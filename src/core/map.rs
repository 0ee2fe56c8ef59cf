// =============================================================================
// MAP — Une transition entre deux catégories
// =============================================================================
//
// Une CategoryMap F : A → B regroupe toutes les RangeRules d'une transition.
//
// Pour une valeur v de A :
//   - on essaie les règles DANS L'ORDRE DÉCLARÉ
//   - la première qui couvre v donne F(v)
//   - si aucune ne couvre v, F(v) = v (identité)
//
// L'identité n'est PAS une erreur : c'est la politique "pas de mapping"
// du domaine.
//
// EXEMPLE :
//
//   seed-to-soil map:
//   50 98 2       98 → 50, 99 → 51
//   52 50 48      50 → 52, ..., 97 → 99
//
//   F(79) = 81, F(98) = 50, F(10) = 10
//
// =============================================================================

use std::fmt;

use super::category::Category;
use super::range::{Value, ValueRange};
use super::rule::RangeRule;

/// Transition `from → to` et ses règles, dans l'ordre déclaré.
#[derive(Debug, Clone, PartialEq, Eq)]
pub struct CategoryMap {
    pub from: Category,
    pub to: Category,
    pub rules: Vec<RangeRule>,
}

impl CategoryMap {
    /// Crée une transition sans règle (identité partout)
    pub fn new(from: Category, to: Category) -> Self {
        CategoryMap { from, to, rules: Vec::new() }
    }

    pub fn with_rules(from: Category, to: Category, rules: Vec<RangeRule>) -> Self {
        CategoryMap { from, to, rules }
    }

    /// Ajoute une règle `(destination, source, longueur)` en fin de liste
    pub fn add_rule(&mut self, destination_start: Value, source_start: Value, length: Value) -> &mut Self {
        self.rules.push(RangeRule::new(destination_start, source_start, length));
        self
    }

    /// Image de `value` : première règle qui couvre, identité sinon.
    pub fn resolve(&self, value: Value) -> Value {
        self.rules
            .iter()
            .find_map(|rule| rule.try_map(value))
            .unwrap_or(value)
    }

    /// Image d'un intervalle complet.
    ///
    /// Chaque règle, dans l'ordre, prélève la partie qu'elle couvre parmi les
    /// morceaux encore libres ; ce qui reste à la fin passe par l'identité.
    /// La somme des longueurs est conservée.
    pub fn resolve_range(&self, range: ValueRange) -> Vec<ValueRange> {
        let mut pending = vec![range];
        let mut image = Vec::new();

        for rule in &self.rules {
            if pending.is_empty() {
                break;
            }
            let mut next = Vec::with_capacity(pending.len());
            for piece in pending {
                let split = rule.split(piece);
                image.extend(split.mapped);
                next.extend(split.rest);
            }
            pending = next;
        }

        image.extend(pending.into_iter().filter(|r| !r.is_empty()));
        image
    }
}

impl fmt::Display for CategoryMap {
    fn fmt(&self, f: &mut fmt::Formatter<'_>) -> fmt::Result {
        writeln!(f, "{}-to-{} map:", self.from, self.to)?;
        for rule in &self.rules {
            writeln!(f, "{}", rule)?;
        }
        Ok(())
    }
}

### WORK TO BE COMPLETED
A complete answer lists every line of the listing above that holds the word "CategoryMap".

### OUTPUT FOR THIS EXERCISE
// Une CategoryMap F : A → B regroupe toutes les RangeRules d'une transition.
pub struct CategoryMap {
impl CategoryMap {
        CategoryMap { from, to, rules: Vec::new() }
        CategoryMap { from, to, rules }
impl fmt::Display for CategoryMap {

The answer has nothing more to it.